Das Gericht hat ohne den ausgebliebenen Kläger (einseitig) mündlich verhandeln und auf Grundlage dieser Verhandlung entscheiden
können (vgl. Keller, in: Meyer-Ladewig/Keller/Leitherer,
SGG, 11. Aufl. 2014, §
126 Rn. 4). Der Kläger ist mit Verfügung vom 22. Dezember 2016 ordnungsgemäß geladen worden (vgl. §
110 Abs.
1 SGG). Die Verfügung ist ihm am 27. Dezember 2016 zugestellt worden. Eine Verhinderung hat der Kläger nicht geltend gemacht.
Das Gericht lässt es ausnahmsweise dahinstehen, ob die Berufung zulässig ist (zur Zulässigkeit dieser Vorgehensweise BSG, Urteil vom 29. Januar 2008 - B 7/7a AL 6/06 R -SozR 4-4100 § 128 Nr 8; vgl. Leitherer, in: Meyer-Ladewig/Keller/Leitherer,
a.a.O., Vor §
143 Rn. 2a m.w.N.). Die Berufungsfrist (§
151 Abs.
1 SGG) war allerdings bereits abgelaufen, bevor die Berufungsschrift des Klägers beim Sozialgericht (vgl. §
151 Abs.
2 Satz 1
SGG) eingegangen ist. Nach Zustellung des Gerichtsbescheids am 6. April 2016 begann der Lauf der einmonatigen Berufungsfrist
am 7. April 2016 und endete am Freitag, den 6. Mai 2016, 24.00 Uhr.
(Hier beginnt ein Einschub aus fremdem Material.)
use crate::metrics::METRICS_PREFIX;
use const_format::concatcp;
use lazy_static::lazy_static;
use prometheus::{register_counter_vec, register_histogram_vec, CounterVec, HistogramVec};

const CONFIG_METRICS_PREFIX: &str = concatcp!(METRICS_PREFIX, "config_");

lazy_static! {
    pub static ref CONFIG_RECONCILE_COUNTER: CounterVec = register_counter_vec!(
        concatcp!(CONFIG_METRICS_PREFIX, "reconcile_counter"),
        "Number of reconciliations by the Config controller.",
        &["name"]
    )
    .unwrap();
    pub static ref CONFIG_ACTION_COUNTER: CounterVec = register_counter_vec!(
        concatcp!(CONFIG_METRICS_PREFIX, "action_counter"),
        "Number of actions taken by the Config controller.",
        &["name", "action"]
    )
    .unwrap();
    pub static ref CONFIG_PHASE_FAILURE_COUNTER: CounterVec = register_counter_vec!(
        concatcp!(CONFIG_METRICS_PREFIX, "phase_failure_counter"),
        "Number of failed installation phases.",
        &["phase"]
    )
    .unwrap();
    pub static ref CONFIG_READ_HISTOGRAM: HistogramVec = register_histogram_vec!(
        concatcp!(CONFIG_METRICS_PREFIX, "read_duration_seconds"),
        "Amount of time taken by the read phase of the Config controller.",
        &["name", "action"]
    )
    .unwrap();
    pub static ref CONFIG_WRITE_HISTOGRAM: HistogramVec = register_histogram_vec!(
        concatcp!(CONFIG_METRICS_PREFIX, "write_duration_seconds"),
        "Amount of time taken by the write phase of the Config controller.",
        &["name", "action"]
    )
    .unwrap();
}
Allerdings hätte der Fall Anlass geben können, dem Kläger
nach §
67 Abs.
2 Satz 4
SGG Wiedereinsetzung in den vorherigen Stand zu gewähren, weil der Tag des Fristendes zwischen einem gesetzlichen Feiertag (Christi
Himmelfahrt am 5. Mai 2016) und dem Wochenende gelegen hat und es angesichts des Feiertags möglicherweise zu einer verzögerten
Postbeförderung gekommen war. Die Schwierigkeiten, mögliche Wiedereinsetzungsvoraussetzungen zu ermitteln, wären nach freiem
Ermessen des erkennenden Senats in Anbetracht des Einzelfalls unverhältnismäßig gewesen.
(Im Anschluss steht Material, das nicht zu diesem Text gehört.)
#[cfg(test)]
mod tests {
    use super::*;
    use kube::api::ObjectMeta;
    use pipelines_types::ConfigSpec;
    use serde_json::json;

    fn doc(value: Value) -> Document {
        Document::from_value(value).unwrap()
    }

    fn apply(t: &dyn Transformer, value: Value) -> Document {
        let mut d = doc(value);
        assert_eq!(t.transform(&mut d).unwrap(), Disposition::Keep);
        d
    }

    fn owner() -> Config {
        Config {
            metadata: ObjectMeta {
                name: Some("cluster".to_owned()),
                uid: Some("1234".to_owned()),
                ..Default::default()
            },
            spec: ConfigSpec {
                target_namespace: "foo".to_owned(),
                ..Default::default()
            },
            status: None,
        }
    }

    fn deployment(containers: Value) -> Value {
        json!({
            "apiVersion": "apps/v1",
            "kind": "Deployment",
            "metadata": { "name": "tekton-pipelines-controller" },
            "spec": { "template": { "spec": { "containers": containers } } }
        })
    }

    #[test]
    fn preserve_namespace_annotation_is_honored() {
        let t = InjectNamespaceConditional::new("foo");
        let preserved = apply(
            &t,
            json!({
                "kind": "ConfigMap",
                "metadata": {
                    "name": "a",
                    "namespace": "openshift",
                    "annotations": { "operator.tekton.dev/preserve-namespace": "true" }
                }
            }),
        );
        assert_eq!(preserved.namespace(), Some("openshift"));

        let moved = apply(
            &t,
            json!({ "kind": "ConfigMap", "metadata": { "name": "a", "namespace": "openshift" } }),
        );
        assert_eq!(moved.namespace(), Some("foo"));

        let not_literal_true = apply(
            &t,
            json!({
                "kind": "ConfigMap",
                "metadata": {
                    "name": "a",
                    "namespace": "openshift",
                    "annotations": { "operator.tekton.dev/preserve-namespace": "yes" }
                }
            }),
        );
        assert_eq!(not_literal_true.namespace(), Some("foo"));
    }

    #[test]
    fn namespace_injection_handles_cluster_scoped_kinds() {
        let t = InjectNamespace::new("foo");
        let ns = apply(&t, json!({ "kind": "Namespace", "metadata": { "name": "tekton" } }));
        assert_eq!(ns.name(), "foo");
        assert_eq!(ns.namespace(), None);

        let crb = apply(
            &t,
            json!({
                "kind": "ClusterRoleBinding",
                "metadata": { "name": "crb" },
                "subjects": [
                    { "kind": "ServiceAccount", "name": "sa", "namespace": "tekton" },
                    { "kind": "Group", "name": "g" }
                ]
            }),
        );
        assert_eq!(crb.namespace(), None);
        assert_eq!(crb.pointer("/subjects/0/namespace"), Some(&json!("foo")));
        assert_eq!(crb.pointer("/subjects/1/namespace"), None);

        let webhook = apply(
            &t,
            json!({
                "kind": "MutatingWebhookConfiguration",
                "metadata": { "name": "webhook.pipeline.tekton.dev" },
                "webhooks": [{ "clientConfig": { "service": { "name": "w", "namespace": "x" } } }]
            }),
        );
        assert_eq!(
            webhook.pointer("/webhooks/0/clientConfig/service/namespace"),
            Some(&json!("foo"))
        );

        let crd = apply(
            &t,
            json!({
                "kind": "CustomResourceDefinition",
                "metadata": { "name": "tasks.tekton.dev" },
                "spec": { "conversion": { "webhook": { "clientConfig": { "service": { "name": "w" } } } } }
            }),
        );
        assert_eq!(
            crd.pointer("/spec/conversion/webhook/clientConfig/service/namespace"),
            Some(&json!("foo"))
        );
    }

    #[test]
    fn role_binding_subjects_follow_their_annotation() {
        let t = InjectNamespaceRoleBindingConditional::new("foo");
        let rb = json!({
            "kind": "RoleBinding",
            "metadata": {
                "name": "rb",
                "namespace": "openshift",
                "annotations": { "operator.tekton.dev/preserve-namespace": "true" }
            },
            "subjects": [{ "kind": "ServiceAccount", "name": "sa", "namespace": "tekton" }]
        });
        let d = apply(&t, rb.clone());
        assert_eq!(d.namespace(), Some("openshift"));
        assert_eq!(d.pointer("/subjects/0/namespace"), Some(&json!("foo")));

        let mut preserved = rb;
        preserved["metadata"]["annotations"]
            ["operator.tekton.dev/preserve-rb-subject-namespace"] = json!("true");
        let d = apply(&t, preserved);
        assert_eq!(d.pointer("/subjects/0/namespace"), Some(&json!("tekton")));
    }

    #[test]
    fn owner_is_skipped_for_cluster_scoped_kinds() {
        let t = InjectOwner::new(&owner()).unwrap();
        let cm = apply(&t, json!({ "kind": "ConfigMap", "metadata": { "name": "a" } }));
        let refs = cm.owner_references().unwrap();
        assert_eq!(refs.len(), 1);
        assert_eq!(refs[0].uid, "1234");
        assert_eq!(refs[0].controller, Some(true));

        let crd = apply(&t, json!({ "kind": "CustomResourceDefinition", "metadata": { "name": "x" } }));
        assert!(crd.owner_references().unwrap().is_empty());
    }

    #[test]
    fn owner_requires_uid() {
        let mut cfg = owner();
        cfg.metadata.uid = None;
        assert!(InjectOwner::new(&cfg).is_err());
    }

    #[test]
    fn default_sa_only_touches_config_defaults() {
        let t = InjectDefaultSA("pipeline".to_owned());
        let d = apply(&t, json!({ "kind": "ConfigMap", "metadata": { "name": "config-defaults" } }));
        assert_eq!(d.pointer("/data/default-service-account"), Some(&json!("pipeline")));
        let other = json!({ "kind": "ConfigMap", "metadata": { "name": "other" } });
        assert_eq!(apply(&t, other.clone()).as_value(), &other);
    }

    #[test]
    fn affinity_assistant_flag_is_written() {
        let t = SetDisableAffinityAssistant(true);
        let d = apply(
            &t,
            json!({ "kind": "ConfigMap", "metadata": { "name": "feature-flags" }, "data": { "a": "b" } }),
        );
        assert_eq!(d.pointer("/data/disable-affinity-assistant"), Some(&json!("true")));
        assert_eq!(d.pointer("/data/a"), Some(&json!("b")));
    }

    #[test]
    fn replace_kind_only_matches_source_kind() {
        let t = ReplaceKind::new("Task", "ClusterTask");
        let task = apply(&t, json!({ "kind": "Task", "metadata": { "namespace": "foo" } }));
        assert_eq!(task.kind(), "ClusterTask");
        assert_eq!(task.namespace(), None);
        assert_eq!(apply(&t, json!({ "kind": "Pipeline" })).kind(), "Pipeline");
    }

    #[test]
    fn inject_label_policies() {
        let key = "operator.tekton.dev/provider-type";
        let labelled = json!({ "kind": "ClusterTask", "metadata": { "labels": { key: "redhat" } } });

        let retain = InjectLabel::new(key, "community", OverwritePolicy::Retain, &[]);
        assert_eq!(apply(&retain, labelled.clone()).label(key), Some("redhat"));

        let overwrite = InjectLabel::new(key, "community", OverwritePolicy::Overwrite, &["ClusterTask"]);
        assert_eq!(apply(&overwrite, labelled).label(key), Some("community"));
        assert_eq!(apply(&overwrite, json!({ "kind": "Task" })).label(key), None);
    }

    #[test]
    fn images_are_keyed_case_insensitively() {
        let images = images_from_vars(
            PIPELINES_IMAGE_PREFIX,
            vec![
                ("IMAGE_PIPELINES_CONTROLLER".to_owned(), "registry/x:1".to_owned()),
                ("IMAGE_PIPELINES_ARG__GIT_IMAGE".to_owned(), "registry/git:1".to_owned()),
                ("IMAGE_TRIGGERS_CONTROLLER".to_owned(), "registry/t:1".to_owned()),
            ],
        );
        assert_eq!(images.len(), 2);
        let t = DeploymentImages(images);
        let d = apply(
            &t,
            deployment(json!([
                { "name": "Controller", "image": "old", "args": ["-git-image", "old-git", "-other", "x"] },
                { "name": "sidecar", "image": "sidecar:1" }
            ])),
        );
        assert_eq!(d.pointer("/spec/template/spec/containers/0/image"), Some(&json!("registry/x:1")));
        assert_eq!(
            d.pointer("/spec/template/spec/containers/0/args"),
            Some(&json!(["-git-image", "registry/git:1", "-other", "x"]))
        );
        assert_eq!(d.pointer("/spec/template/spec/containers/1/image"), Some(&json!("sidecar:1")));
    }

    #[cfg(unix)]
    #[test]
    fn environment_with_non_unicode_variables_is_read() {
        use std::ffi::OsStr;
        use std::os::unix::ffi::OsStrExt;

        let prefix = "IMAGE_NON_UNICODE_ENV_";
        std::env::set_var("IMAGE_NON_UNICODE_ENV_CONTROLLER", "registry/x:1");
        std::env::set_var("IMAGE_NON_UNICODE_ENV_WEBHOOK", OsStr::from_bytes(&[0xff, 0xfe]));
        std::env::set_var(OsStr::from_bytes(&[0xff, 0xfe]), "ignored");
        let images = images_from_env(prefix);
        std::env::remove_var("IMAGE_NON_UNICODE_ENV_CONTROLLER");
        std::env::remove_var("IMAGE_NON_UNICODE_ENV_WEBHOOK");
        std::env::remove_var(OsStr::from_bytes(&[0xff, 0xfe]));

        assert_eq!(images.len(), 1);
        assert_eq!(images.get("controller").map(String::as_str), Some("registry/x:1"));
    }

    #[test]
    fn deployment_image_arguments_with_equals() {
        let mut images = ImageOverrides::new();
        images.insert("arg__shell_image".to_owned(), "registry/shell:2".to_owned());
        let t = DeploymentImages(images);
        let d = apply(
            &t,
            deployment(json!([{ "name": "c", "args": ["-shell-image=busybox", "-shell-image"] }])),
        );
        assert_eq!(
            d.pointer("/spec/template/spec/containers/0/args"),
            Some(&json!(["-shell-image=registry/shell:2", "-shell-image"]))
        );
    }

    #[test]
    fn task_images_replace_steps_and_params() {
        let mut images = ImageOverrides::new();
        images.insert("build_step".to_owned(), "registry/build:1".to_owned());
        images.insert("param_builder_image".to_owned(), "registry/builder:1".to_owned());
        let t = TaskImages(images);
        let d = apply(
            &t,
            json!({
                "kind": "ClusterTask",
                "spec": {
                    "params": [{ "name": "BUILDER_IMAGE", "default": "old" }, { "name": "X" }],
                    "steps": [{ "name": "build-step", "image": "old" }, { "name": "push", "image": "p" }]
                }
            }),
        );
        assert_eq!(d.pointer("/spec/steps/0/image"), Some(&json!("registry/build:1")));
        assert_eq!(d.pointer("/spec/steps/1/image"), Some(&json!("p")));
        assert_eq!(d.pointer("/spec/params/0/default"), Some(&json!("registry/builder:1")));
        assert_eq!(d.pointer("/spec/params/1/default"), None);

        let task = json!({ "kind": "Task", "spec": { "steps": [{ "name": "build-step", "image": "old" }] } });
        assert_eq!(apply(&t, task.clone()).as_value(), &task);
    }

    #[test]
    fn role_bindings_are_moved_last() {
        let manifest = Manifest::new(vec![
            doc(json!({ "kind": "RoleBinding", "metadata": { "name": "rb" }, "subjects": [] })),
            doc(json!({ "kind": "ConfigMap", "metadata": { "name": "config-defaults" } })),
            doc(json!({ "kind": "Namespace", "metadata": { "name": "tekton-pipelines" } })),
        ]);
        let extra = |d: &mut Document| -> Result<Disposition, Error> {
            d.set_label("extra", "yes");
            Ok(Disposition::Keep)
        };
        let out = transform_manifest(&manifest, &owner(), &OperatorConfig::default(), &[&extra])
            .unwrap();
        let kinds: Vec<_> = out.documents().iter().map(|d| d.kind()).collect();
        assert_eq!(kinds, vec!["ConfigMap", "Namespace", "RoleBinding"]);
        let cm = &out.documents()[0];
        assert_eq!(cm.namespace(), Some("foo"));
        assert_eq!(cm.label("extra"), Some("yes"));
        assert_eq!(cm.pointer("/data/default-service-account"), Some(&json!("pipeline")));
        assert_eq!(out.documents()[1].name(), "foo");
        let rb = &out.documents()[2];
        assert_eq!(rb.namespace(), Some("foo"));
        assert_eq!(rb.label("extra"), None);
        assert_eq!(rb.owner_references().unwrap().len(), 1);
    }

    #[test]
    fn rejected_documents_are_dropped() {
        let manifest = Manifest::new(vec![
            doc(json!({ "kind": "ConfigMap", "metadata": { "name": "a" } })),
            doc(json!({ "kind": "Secret", "metadata": { "name": "b" } })),
        ]);
        let no_secrets = |d: &mut Document| -> Result<Disposition, Error> {
            Ok(if d.kind() == "Secret" {
                Disposition::Reject
            } else {
                Disposition::Keep
            })
        };
        let out = manifest.transform(&[&no_secrets]).unwrap();
        assert_eq!(out.len(), 1);
    }

    #[test]
    fn failing_transform_aborts_chain() {
        let manifest = Manifest::new(vec![doc(json!({ "kind": "ConfigMap" }))]);
        let fail = |_: &mut Document| -> Result<Disposition, Error> {
            Err(Error::TransformError("boom".to_owned()))
        };
        assert!(manifest.transform(&[&fail]).is_err());
    }
}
Denn die Berufung ist jedenfalls offensichtlich unbegründet. Zu Recht und mit zutreffender Begründung hat das Sozialgericht
die zulässige kombinierte Anfechtungs-, Verpflichtungs- und Leistungsklage (§
54 Abs.
1 Satz 1, Abs.
4 SGG), gerichtet auf Verpflichtung der Beklagten zur Änderung des bestandskräftigen Bewilligungsbescheids vom 11. Juli 2011 und
Gewährung höherer Erwerbsminderungsrente unter Berücksichtigung eines ungekürzten Zugangsfaktors als unbegründet abgewiesen.
Der ablehnende Bescheid vom 4. Februar 2014 in Gestalt des Widerspruchsbescheids vom 5. März 2014 ist rechtmäßig und vermag
den Kläger nicht zu beschweren. Der Senat nimmt auf die in jeder Hinsicht überzeugenden Entscheidungsgründe des erstinstanzlichen
Gerichtsbescheid Bezug, weist die Berufung aus den Gründen der angefochtenen Entscheidung zurück und sieht von einer weiteren
Darstellung der Entscheidungsgründe ab (§
153 Abs.
2 SGG). Das Berufungsvorbringen des Klägers gibt zu weiteren Ausführungen keinen Anlass.
Die Kostenentscheidung ergeht gemäß §
193 Abs.
1 Satz 1
SGG. Sie orientiert sich am Ausgang des Verfahrens.
Gründe, gemäß §
160 Abs.
2 SGG die Revision zuzulassen, sind nicht ersichtlich.